See Brad’s Slides for a thorough reference.
Just Be Nice: Rethinking Tech Hiring
Mark Lavin of the across-the-street Caktus Group gave an excellent talk about hiring in tech. This was a pervasive theme throughout the conference, but Mark’s perspective and examples were insightful and helpful, especially as an employer.
You get the basic gist from the title, but I’ll pull out a few nuggets from Mark’s presentation
- The following Bertrand Russel Quote
The trouble with the world is that the stupid are cocksure and the intelligent are full of doubt.
- Having open code samples (e.g. a github profile) does not help candidates;
it helps employers.
- Further to that point, Mark says
It takes time and mentorship to contribute to open source, and not everyone has those two things.
- They look for people who are self-aware, know what they know, and know what they don’t.
- Conducting whiteboard interview exercises reinforce imposter syndrome for folks who don’t come from CS backgrounds.
- Rather they ask:
- What is this person going to need to learn to be part of our team?
- How have you functioned on teams in the past?
- How will you function on this team?
Perhaps most salient to me was Mark’s point that they are looking for someone who is a
cultural add, not a cultural fit.
In addition to hiring, Mark gets to work on some of the most important work Caktus produces.

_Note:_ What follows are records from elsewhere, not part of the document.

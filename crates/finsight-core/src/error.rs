//! Error types for Finsight

use thiserror::Error;

#[derive(Error, Debug)]
pub enum Error {
    #[error("Database error: {0}")]
    Database(#[from] rusqlite::Error),

    #[error("Database pool error: {0}")]
    Pool(#[from] r2d2::Error),

    #[error("Encryption error: {0}")]
    Encryption(String),

    #[error("IO error: {0}")]
    Io(#[from] std::io::Error),

    #[error("JSON error: {0}")]
    Json(#[from] serde_json::Error),

    #[error("CSV error: {0}")]
    Csv(#[from] csv::Error),

    #[error("Regex error: {0}")]
    Regex(#[from] regex::Error),

    #[error("Invalid data: {0}")]
    InvalidData(String),

    #[error("Not found: {0}")]
    NotFound(String),

    #[error("Insufficient data: {0}")]
    InsufficientData(String),

    #[error("Model not trained: {0}")]
    ModelNotTrained(String),

    #[error("Training error: {0}")]
    Training(String),
}

pub type Result<T> = std::result::Result<T, Error>;
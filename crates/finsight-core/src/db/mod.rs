//! Database access layer with connection pooling and migrations
//!
//! A single `transactions` table backs the whole system; the ML pipelines
//! and reports load a user's rows into memory and work on the collection.

use chrono::{DateTime, Utc};
use r2d2::{Pool, PooledConnection};
use r2d2_sqlite::SqliteConnectionManager;
use tracing::info;

use crate::error::{Error, Result};

mod transactions;

pub use transactions::TransactionInsertResult;

pub type DbPool = Pool<SqliteConnectionManager>;
pub type DbConn = PooledConnection<SqliteConnectionManager>;

/// Environment variable for database encryption key
pub const DB_KEY_ENV: &str = "FINSIGHT_DB_KEY";

/// Derive an encryption key from a passphrase using Argon2
///
/// Uses a fixed application salt so the same passphrase always produces the same key,
/// regardless of database path. This allows moving/renaming/restoring the database freely.
fn derive_key(passphrase: &str) -> Result<String> {
    use argon2::{password_hash::SaltString, Argon2, PasswordHasher};

    // Fixed application salt - changing this would invalidate all existing encrypted databases
    const APP_SALT: &[u8; 16] = b"finsight-salt-v1";

    let salt = SaltString::encode_b64(APP_SALT)
        .map_err(|e| Error::Encryption(format!("Failed to create salt: {}", e)))?;

    let argon2 = Argon2::default();
    let hash = argon2
        .hash_password(passphrase.as_bytes(), &salt)
        .map_err(|e| Error::Encryption(format!("Failed to derive key: {}", e)))?;

    // Extract the hash portion for use as SQLCipher key (hex encoded)
    let hash_str = hash
        .hash
        .ok_or_else(|| Error::Encryption("No hash output".to_string()))?;
    Ok(hex::encode(hash_str.as_bytes()))
}

/// Parse a stored RFC 3339 datetime into a DateTime<Utc>
pub(crate) fn parse_datetime(s: &str) -> DateTime<Utc> {
    DateTime::parse_from_rfc3339(s)
        .map(|dt| dt.with_timezone(&Utc))
        .or_else(|_| {
            // Legacy "YYYY-MM-DD HH:MM:SS" rows
            chrono::NaiveDateTime::parse_from_str(s, "%Y-%m-%d %H:%M:%S").map(|dt| dt.and_utc())
        })
        .unwrap_or_else(|_| Utc::now())
}

/// Database wrapper with connection pooling
#[derive(Clone)]
pub struct Database {
    pool: DbPool,
    /// Path to the database file
    db_path: String,
}

impl Database {
    /// Create a new database connection pool with encryption
    ///
    /// Requires `FINSIGHT_DB_KEY` environment variable to be set.
    /// The database will be encrypted using SQLCipher with a key derived
    /// from the passphrase via Argon2.
    ///
    /// Returns an error if `FINSIGHT_DB_KEY` is not set. Use `new_unencrypted()`
    /// for development/testing without encryption.
    pub fn new(path: &str) -> Result<Self> {
        let encryption_key = std::env::var(DB_KEY_ENV).ok();
        match encryption_key {
            Some(key) => Self::new_with_key(path, Some(&key)),
            None => Err(Error::Encryption(format!(
                "Database encryption required. Set {} environment variable with your passphrase, \
                or use --no-encrypt for unencrypted databases (not recommended for production).",
                DB_KEY_ENV
            ))),
        }
    }

    /// Create a new unencrypted database connection pool
    ///
    /// WARNING: This creates an unencrypted database. Only use for development
    /// or testing. For production, use `new()` with `FINSIGHT_DB_KEY` set.
    pub fn new_unencrypted(path: &str) -> Result<Self> {
        Self::new_with_key(path, None)
    }

    /// Create a new database with an explicit encryption key
    pub fn new_with_key(path: &str, passphrase: Option<&str>) -> Result<Self> {
        let manager = SqliteConnectionManager::file(path);

        let pool = if let Some(pass) = passphrase {
            let key = derive_key(pass)?;
            let key_pragma = format!("PRAGMA key = 'x\"{}\"';", key);

            // Use with_init to set the key on every new connection
            let manager = manager.with_init(move |conn| {
                conn.execute_batch(&key_pragma)?;
                Ok(())
            });

            Pool::builder().max_size(10).build(manager)?
        } else {
            Pool::builder().max_size(10).build(manager)?
        };

        let db = Self {
            pool,
            db_path: path.to_string(),
        };
        db.run_migrations()?;

        Ok(db)
    }

    /// Get the path to the database file
    pub fn path(&self) -> &str {
        &self.db_path
    }

    /// Create an in-memory database (for testing)
    ///
    /// Note: Uses a temporary file rather than `:memory:` because SQLCipher
    /// has issues with in-memory databases in the connection pool.
    pub fn in_memory() -> Result<Self> {
        use std::sync::atomic::{AtomicU64, Ordering};
        static COUNTER: AtomicU64 = AtomicU64::new(0);

        let id = COUNTER.fetch_add(1, Ordering::SeqCst);
        let path = format!("/tmp/finsight_test_{}_{}.db", std::process::id(), id);

        // Remove any existing file
        let _ = std::fs::remove_file(&path);

        Self::new_unencrypted(&path)
    }

    /// Get a connection from the pool
    pub fn conn(&self) -> Result<DbConn> {
        Ok(self.pool.get()?)
    }

    /// Run database migrations
    fn run_migrations(&self) -> Result<()> {
        let conn = self.conn()?;

        conn.execute_batch(
            r#"
            -- Enable foreign keys
            PRAGMA foreign_keys = ON;

            -- WAL mode: better concurrency, readers don't block writers
            PRAGMA journal_mode = WAL;

            -- Cache size: ~8MB (2000 pages * 4KB default page size)
            PRAGMA cache_size = 2000;

            -- Synchronous NORMAL: good balance of safety and performance
            PRAGMA synchronous = NORMAL;

            -- Store temp tables in memory (faster for complex queries)
            PRAGMA temp_store = MEMORY;

            -- Transactions
            CREATE TABLE IF NOT EXISTS transactions (
                id INTEGER PRIMARY KEY,
                user_id TEXT NOT NULL,
                amount REAL NOT NULL,
                description TEXT NOT NULL,
                category TEXT,                  -- user-supplied or predicted label
                predicted_category TEXT,        -- what the categorizer said
                confidence_score REAL,          -- categorizer confidence in [0,1]
                date DATETIME NOT NULL,
                is_income BOOLEAN NOT NULL DEFAULT 0,
                is_anomaly BOOLEAN NOT NULL DEFAULT 0,
                content_hash TEXT UNIQUE,       -- dedup on insert
                created_at DATETIME DEFAULT CURRENT_TIMESTAMP
            );

            -- Index for common queries
            CREATE INDEX IF NOT EXISTS idx_transactions_user ON transactions(user_id);
            CREATE INDEX IF NOT EXISTS idx_transactions_date ON transactions(date);
            CREATE INDEX IF NOT EXISTS idx_transactions_anomaly ON transactions(is_anomaly);
            "#,
        )?;

        info!("Database migrations complete");
        Ok(())
    }
}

There was a lot of discussion about cultivating diversity in the technology industry. An excellent, and award-winning documentary called Code: Debugging the Gender Gap was screened followed by a great panel “Cultivating Diversity and Inclusion in Projects, Communities, and Companies.” I won’t pretend I can capture all of the nuances of that necessary conversation, but some highlights to me were:
- Be mindful of the signals of culture in job descriptions - men tend to think (most of us undeservedly so – my assessment) that we’re all rock stars, unicorns, ninjas, gurus, or …
[INSERT ridiculous, contemporary bro-grammer term WHERE MAX(annoying) = TRUE;]
- If your company wants to hire more women, don’t have your female developers passing out t-shirts, have them interview the candidates!
- Meritocracy can work - but hyper-confrontational meritocracy can also better
serve dominant or extroverted people.
- To avoid this, constantly review your policies on inclusion.
- Be visually inclusive: have pictures on your website, and booths at events that are demographically diverse.
I look forward to Savas Labs presenting at #ATO2016 next year.